Material for this exercise.
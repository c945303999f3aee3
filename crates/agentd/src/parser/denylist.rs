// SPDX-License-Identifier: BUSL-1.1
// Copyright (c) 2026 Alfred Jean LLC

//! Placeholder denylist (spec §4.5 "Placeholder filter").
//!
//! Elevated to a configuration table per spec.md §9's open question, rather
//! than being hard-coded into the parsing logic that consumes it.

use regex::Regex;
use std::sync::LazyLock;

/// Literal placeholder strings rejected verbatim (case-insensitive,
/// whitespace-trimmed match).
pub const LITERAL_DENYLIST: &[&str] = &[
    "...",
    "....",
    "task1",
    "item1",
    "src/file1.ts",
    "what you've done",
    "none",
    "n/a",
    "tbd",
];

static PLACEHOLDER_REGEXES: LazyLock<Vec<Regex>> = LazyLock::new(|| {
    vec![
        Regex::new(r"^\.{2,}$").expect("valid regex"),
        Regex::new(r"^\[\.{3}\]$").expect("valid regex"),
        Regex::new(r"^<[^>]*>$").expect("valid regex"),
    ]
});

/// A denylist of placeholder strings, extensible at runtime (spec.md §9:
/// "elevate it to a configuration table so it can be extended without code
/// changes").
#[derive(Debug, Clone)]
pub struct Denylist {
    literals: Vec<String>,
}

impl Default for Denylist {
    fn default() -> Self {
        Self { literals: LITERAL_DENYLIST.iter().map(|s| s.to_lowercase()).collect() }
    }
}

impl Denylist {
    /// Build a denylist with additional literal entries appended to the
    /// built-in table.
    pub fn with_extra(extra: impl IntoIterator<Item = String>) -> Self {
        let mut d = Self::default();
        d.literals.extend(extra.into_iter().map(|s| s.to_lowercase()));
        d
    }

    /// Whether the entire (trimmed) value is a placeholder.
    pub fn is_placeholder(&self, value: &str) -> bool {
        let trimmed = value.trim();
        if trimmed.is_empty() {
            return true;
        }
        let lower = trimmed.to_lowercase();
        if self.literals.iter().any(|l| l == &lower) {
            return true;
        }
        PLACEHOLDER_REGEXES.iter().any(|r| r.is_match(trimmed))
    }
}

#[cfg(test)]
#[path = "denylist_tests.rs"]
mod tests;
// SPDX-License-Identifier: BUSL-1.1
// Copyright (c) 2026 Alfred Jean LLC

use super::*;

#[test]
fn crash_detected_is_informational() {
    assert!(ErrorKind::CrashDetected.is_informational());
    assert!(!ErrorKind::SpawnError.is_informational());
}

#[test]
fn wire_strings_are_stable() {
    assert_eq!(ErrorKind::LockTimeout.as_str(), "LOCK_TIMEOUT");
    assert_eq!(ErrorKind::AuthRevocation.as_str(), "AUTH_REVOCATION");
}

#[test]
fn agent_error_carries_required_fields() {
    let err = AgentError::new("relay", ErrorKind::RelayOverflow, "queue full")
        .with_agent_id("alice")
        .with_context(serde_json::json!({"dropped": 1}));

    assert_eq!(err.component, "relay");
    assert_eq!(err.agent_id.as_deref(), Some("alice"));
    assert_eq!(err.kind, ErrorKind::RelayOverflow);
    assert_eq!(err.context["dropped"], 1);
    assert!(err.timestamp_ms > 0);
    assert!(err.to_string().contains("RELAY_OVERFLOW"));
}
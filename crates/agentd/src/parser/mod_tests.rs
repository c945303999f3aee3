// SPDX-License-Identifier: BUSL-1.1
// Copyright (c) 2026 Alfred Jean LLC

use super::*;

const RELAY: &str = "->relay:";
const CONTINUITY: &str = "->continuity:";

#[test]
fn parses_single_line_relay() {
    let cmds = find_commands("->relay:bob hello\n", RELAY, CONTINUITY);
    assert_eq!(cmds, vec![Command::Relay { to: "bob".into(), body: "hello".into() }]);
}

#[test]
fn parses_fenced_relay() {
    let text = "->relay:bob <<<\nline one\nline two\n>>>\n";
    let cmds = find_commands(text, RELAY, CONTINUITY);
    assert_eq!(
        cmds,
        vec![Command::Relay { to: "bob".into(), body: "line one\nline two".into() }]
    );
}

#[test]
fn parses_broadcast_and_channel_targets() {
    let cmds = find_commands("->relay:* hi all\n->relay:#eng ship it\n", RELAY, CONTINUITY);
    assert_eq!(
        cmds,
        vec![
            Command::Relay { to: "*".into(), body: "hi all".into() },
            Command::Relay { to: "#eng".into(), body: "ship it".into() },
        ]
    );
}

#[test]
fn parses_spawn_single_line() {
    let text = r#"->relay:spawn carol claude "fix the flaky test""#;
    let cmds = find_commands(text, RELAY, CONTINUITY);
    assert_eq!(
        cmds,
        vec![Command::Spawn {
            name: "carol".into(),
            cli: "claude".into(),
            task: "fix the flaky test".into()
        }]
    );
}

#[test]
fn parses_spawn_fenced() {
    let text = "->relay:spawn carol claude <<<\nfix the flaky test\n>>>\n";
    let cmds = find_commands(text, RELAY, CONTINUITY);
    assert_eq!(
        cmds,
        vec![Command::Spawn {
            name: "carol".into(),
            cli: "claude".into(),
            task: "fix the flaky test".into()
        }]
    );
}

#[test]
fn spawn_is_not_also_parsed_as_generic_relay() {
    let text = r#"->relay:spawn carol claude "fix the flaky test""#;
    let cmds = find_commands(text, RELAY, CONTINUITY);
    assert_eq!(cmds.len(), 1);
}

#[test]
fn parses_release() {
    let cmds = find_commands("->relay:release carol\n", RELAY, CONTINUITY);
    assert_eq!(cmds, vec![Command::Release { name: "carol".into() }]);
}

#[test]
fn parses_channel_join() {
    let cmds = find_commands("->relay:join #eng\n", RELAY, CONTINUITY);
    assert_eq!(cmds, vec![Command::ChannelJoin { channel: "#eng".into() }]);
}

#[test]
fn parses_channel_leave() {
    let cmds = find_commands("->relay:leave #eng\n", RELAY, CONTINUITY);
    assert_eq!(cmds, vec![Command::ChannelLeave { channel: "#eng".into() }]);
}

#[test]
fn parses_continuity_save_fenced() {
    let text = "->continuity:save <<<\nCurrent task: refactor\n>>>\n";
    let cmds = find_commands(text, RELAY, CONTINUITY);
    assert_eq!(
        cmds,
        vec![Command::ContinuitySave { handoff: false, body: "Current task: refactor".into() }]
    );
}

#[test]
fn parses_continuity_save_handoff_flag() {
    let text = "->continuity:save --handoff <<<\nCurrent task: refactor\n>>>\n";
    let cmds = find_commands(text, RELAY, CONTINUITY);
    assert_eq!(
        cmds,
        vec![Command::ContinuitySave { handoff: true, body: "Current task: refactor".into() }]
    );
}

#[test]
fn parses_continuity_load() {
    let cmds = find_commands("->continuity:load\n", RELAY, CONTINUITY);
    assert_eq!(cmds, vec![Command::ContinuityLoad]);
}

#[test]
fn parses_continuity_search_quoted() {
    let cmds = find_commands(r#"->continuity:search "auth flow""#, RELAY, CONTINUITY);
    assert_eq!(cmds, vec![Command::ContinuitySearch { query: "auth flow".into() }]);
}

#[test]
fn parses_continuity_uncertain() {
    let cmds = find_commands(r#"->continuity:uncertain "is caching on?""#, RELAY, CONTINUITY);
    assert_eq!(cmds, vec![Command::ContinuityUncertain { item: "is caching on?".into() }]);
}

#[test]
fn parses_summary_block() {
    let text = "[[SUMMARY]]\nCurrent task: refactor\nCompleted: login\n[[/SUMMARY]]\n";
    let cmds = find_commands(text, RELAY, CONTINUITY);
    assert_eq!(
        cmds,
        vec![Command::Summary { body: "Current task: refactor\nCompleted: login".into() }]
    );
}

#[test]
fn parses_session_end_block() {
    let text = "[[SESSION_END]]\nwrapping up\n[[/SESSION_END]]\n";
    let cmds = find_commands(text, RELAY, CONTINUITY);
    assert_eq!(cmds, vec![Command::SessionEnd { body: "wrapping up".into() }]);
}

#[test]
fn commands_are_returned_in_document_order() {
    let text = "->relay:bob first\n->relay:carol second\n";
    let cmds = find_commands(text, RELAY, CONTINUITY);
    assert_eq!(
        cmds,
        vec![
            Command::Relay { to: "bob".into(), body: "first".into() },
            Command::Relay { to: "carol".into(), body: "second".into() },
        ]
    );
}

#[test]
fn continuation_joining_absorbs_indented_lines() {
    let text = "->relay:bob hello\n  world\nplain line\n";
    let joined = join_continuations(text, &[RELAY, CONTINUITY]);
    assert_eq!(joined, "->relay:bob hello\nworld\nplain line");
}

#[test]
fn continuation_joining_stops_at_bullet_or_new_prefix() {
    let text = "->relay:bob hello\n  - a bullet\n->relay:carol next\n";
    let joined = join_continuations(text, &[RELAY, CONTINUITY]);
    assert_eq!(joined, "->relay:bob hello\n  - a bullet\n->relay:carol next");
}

Problem to work on.
Search each line of the listing for the word "nCompleted", then state how many lines contain it and nothing else.

Answer space.
2